Krisstal Clayton

Psychology
Clinical Professor

Office: Terrill Hall-337

UNT Eagle
 
Education
New Mexico State University - Las Cruces, New Mexico (2009)
 
Background & Teaching Interests
Greetings! I am a people-watching, music, podcast, and documentary junkie who brings a variety of real-world application opportunities into my classroom. I regularly collaborate with law enforcement professionals, clinicians, convicted offenders, survivors, and victims' advocates to educate students about the many roles psychology plays in the American legal system. In my classroom, students can expect to be actively engaged. Past student activities have included interviewing inmates, creating mini-documentaries, participating in mock death penalty juries, designing educational materials to teach kids how to fight antibiotic resistance, analyzing and redesigning political advertisements using Cialdini's Principles of Persuasion, and creating team research proposals using project-based learning.

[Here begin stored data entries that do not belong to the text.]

//! Scrollable list cursor: selection plus the first visible row.

#[derive(Debug, Clone)]
pub struct ScrollableList<T> {
    pub items: Vec<T>,
    pub selected: usize,
    pub scroll_offset: usize,
}

impl<T> Default for ScrollableList<T> {
    fn default() -> Self {
        Self {
            items: Vec::new(),
            selected: 0,
            scroll_offset: 0,
        }
    }
}

impl<T> ScrollableList<T> {
    pub fn new(items: Vec<T>) -> Self {
        let mut list = Self::default();
        list.set_items(items);
        list
    }

    /// Replace the items, keeping the cursor in range.
    pub fn set_items(&mut self, items: Vec<T>) {
        self.items = items;
        if self.selected >= self.items.len() {
            self.selected = self.items.len().saturating_sub(1);
        }
        if self.scroll_offset > self.selected {
            self.scroll_offset = self.selected;
        }
    }

    pub fn select_up(&mut self, n: usize) {
        if self.items.is_empty() {
            return;
        }
        self.selected = self.selected.saturating_sub(n);
    }

    pub fn select_down(&mut self, n: usize) {
        if self.items.is_empty() {
            return;
        }
        self.selected = (self.selected + n).min(self.items.len().saturating_sub(1));
    }

    pub fn select_first(&mut self) {
        self.selected = 0;
        self.scroll_offset = 0;
    }

    pub fn select_last(&mut self) {
        self.selected = self.items.len().saturating_sub(1);
    }

    /// Returns (index, &item) pairs visible in `height` rows.
    /// Call ensure_visible first to update scroll_offset.
    pub fn visible_items(&self, height: usize) -> Vec<(usize, &T)> {
        if height == 0 || self.items.is_empty() {
            return Vec::new();
        }
        let start = self.scroll_offset.min(self.items.len());
        let end = (start + height).min(self.items.len());
        self.items[start..end]
            .iter()
            .enumerate()
            .map(|(i, item)| (start + i, item))
            .collect()
    }

    pub fn ensure_visible(&mut self, height: usize) {
        if height == 0 {
            return;
        }
        if self.selected < self.scroll_offset {
            self.scroll_offset = self.selected;
        } else if self.selected >= self.scroll_offset + height {
            self.scroll_offset = self.selected.saturating_sub(height - 1);
        }
    }
}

My pedagogical research and student feedback demonstrate that my courses significantly impact how people see the world.
 
As an expert in pedagogy, I have presented pedagogical research and invited talks at the National Institute for the Teaching of Psychology, was the invited keynote speaker for the 2018 UNT University Forum on Teaching and Learning, and was the recipient of the Western Kentucky University College of Education and Behavioral Sciences Teaching Award in 2015. I frequently deliver streaming workshops for educators, hosted by Sage College Publishing and UNT. I have taught 17 different courses throughout my academic career, ranging from dual-credit Introduction to Psychology to a doctoral-level course called Psychology in Performing Arts Health. I have taught on main, regional, and international campuses, in sections from 10 to 296 students, across face-to-face, 100% asynchronous, and hybrid modalities.
 
My teaching methods include, but are not limited to, gamification and simulations for student engagement, both in person and online; community partnerships and team-based learning; Aronson's jigsaw classroom method for project-based learning; and streaming media as case-based learning.
 
Research Interests Outside the classroom, I am a textbook author for Sage College Publishing and a consulting editor for the Journal of General Psychology.
 
Currently, I am investigating student attitudes towards AI as a tool for either learning or cognitive unloading; student wellness and housing insecurity; how these variables impact academic performance; the impact of hybrid learning on FTIC students' attitudes, performance, and belongingness; and sleep quality among women experiencing pre- or peri-menopause. I have extensive experience mentoring undergraduate research teams.
 
Prior to my position at UNT, I collaborated with Southern Kentucky Rehabilitation Hospital to develop music-paired rehabilitation therapy for persons with stroke. I actually got to live my dream of being a psychological DJ! Who gets to do that? My interests are broad, mainly because I want to improve people's lives, and I think higher education offers wonderful opportunities to achieve that goal.
 
Community I am a certified yoga fitness instructor who collaborates with Good Vibes Yoga to provide educational opportunities to the broader DFW community. My empirically-based workshops have included bullet journaling as a mindfulness practice and cultivating deep listening skills using tools from Motivational Interviewing by Miller and Rollnick.